Asthma Network Exposes Potentially Dangerous Asthma Medications
Dangerous Asthma Medications
Millions of doses of potentially dangerous inhalation asthma drugs are distributed to respiratory patients every year - and state and federal agencies don't have the resources to stop it.
Patients face serious health risks, even death. These medications are not FDA-approved for safety, effectiveness or sterility - and the pharmacies that manufacture and dispense these medications do not want patients to know these critical facts. According to Allergy & Asthma Network Mothers of Asthmatics (AANMA), physicians could be held liable for patient injury - even though they don't know patients are inhaling unapproved medications.
"When CMS announced it would no longer pay for compounded inhalation medications because of safety concerns and lack of data supporting their use, the respiratory community breathed a sigh of relief," said Nancy Sander, President and Founder of AANMA. "When FDA warned certain companies to stop mass manufacturing inhalation medications that were not FDA-approved, we saw it as a step in the right direction, but it failed to stop other businesses from ramping up production. These businesses claim that they are compounding - that is, mixing medications that are not commercially available for single patients at a time - when our evidence tells quite a different story."
AANMA is asking Congress to enact legislation that would protect patient access to necessary compounded and FDA-approved medications while eliminating illegal mass manufacturing under the guise of compounding, a move that has strong support from patients, medical professionals and pharmaceutical companies who manufacture FDA-approved medications - and strong opposition from pharmacy businesses who want to manufacture medications without FDA regulation.
Legislation to stop unregulated mass manufacturing of asthma medications is among key issues being discussed at AANMA's Asthma Conference April 30-May 2, 2007. This is the first national conference to bring together physicians, school nurses, respiratory therapists, patients and families to address critical respiratory issues and take those issues directly to Congress.

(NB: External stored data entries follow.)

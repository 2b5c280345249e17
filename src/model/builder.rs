//! Fluent model builder.
//!
//! ```
//! use shelfdb::model::{model, FieldDef};
//!
//! let users = model("users")
//!     .field(FieldDef::integer("id").primary_key().auto_generate())
//!     .field(FieldDef::string("email").required().unique())
//!     .build()
//!     .unwrap();
//! assert_eq!(users.primary_key_fields(), vec!["id"]);
//! ```

use crate::error::{ValidationError, ValidationErrors};

use super::definition::{CollectionModel, FieldDef, FieldType};
use super::validate::validate_model;

/// Collection model under construction.
#[derive(Debug, Clone)]
pub struct ModelBuilder {
    name: String,
    fields: Vec<FieldDef>,
    errors: Vec<ValidationError>,
}

impl ModelBuilder {
    /// Append a field definition. Field order is preserved; it decides the
    /// element order of compound primary keys.
    pub fn field(mut self, field: FieldDef) -> Self {
        self.fields.push(field);
        self
    }

    /// Mark an already-declared field as unique.
    pub fn unique(self, name: &str) -> Self {
        self.modify(name, |f| f.unique = true)
    }

    /// Mark an already-declared field as indexed.
    pub fn index(self, name: &str) -> Self {
        self.modify(name, |f| f.indexed = true)
    }

    /// Shorthand for an auto-generated integer primary key.
    pub fn auto_key(self, name: &str) -> Self {
        self.field(FieldDef::new(name, FieldType::Integer).primary_key().auto_generate())
    }

    fn modify(mut self, name: &str, f: impl FnOnce(&mut FieldDef)) -> Self {
        match self.fields.iter_mut().find(|fd| fd.name == name) {
            Some(field) => f(field),
            None => self.errors.push(ValidationError::new(
                format!("{}.{name}", self.name),
                "declared field",
                "unknown field",
            )),
        }
        self
    }

    /// Finalize the model, reporting every problem at once.
    pub fn build(self) -> Result<CollectionModel, ValidationErrors> {
        let model = CollectionModel {
            name: self.name,
            fields: self.fields,
        };
        let mut errors = self.errors;
        if let Err(ValidationErrors(more)) = validate_model(&model) {
            errors.extend(more);
        }
        if errors.is_empty() {
            Ok(model)
        } else {
            Err(ValidationErrors(errors))
        }
    }
}

/// Start building a model for the collection `name`.
pub fn model(name: &str) -> ModelBuilder {
    ModelBuilder {
        name: name.to_string(),
        fields: Vec::new(),
        errors: Vec::new(),
    }
}

// ============================================================================
// Tests
// ============================================================================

Other critical issues for the conference include the respiratory implications of natural and manmade disasters, safe patient transition from metered-dose inhalers containing ozone-depleting CFC propellants, progress on state laws protecting student access to lifesaving medications, and the growing shortage of physicians in the U.S. - including allergy and immunology specialists. Speakers include Congressional staff members, Hill experts and representatives from U.S. Department of Homeland Security and the American College of Allergy, Asthma and Immunology.
On the last day of the conference, attendees will meet with their members of Congress and hear from other Congressional speakers at AANMA's 10th annual Asthma Awareness Day Capitol Hill. Conference attendees will acquire techniques for working with national, state and local lawmakers. At home they will have the skills to better communicate with their insurance companies, school administrators and the media.
"With this conference, we can look at respiratory problems today and together find solutions for a breathable tomorrow," said Ms. Sander.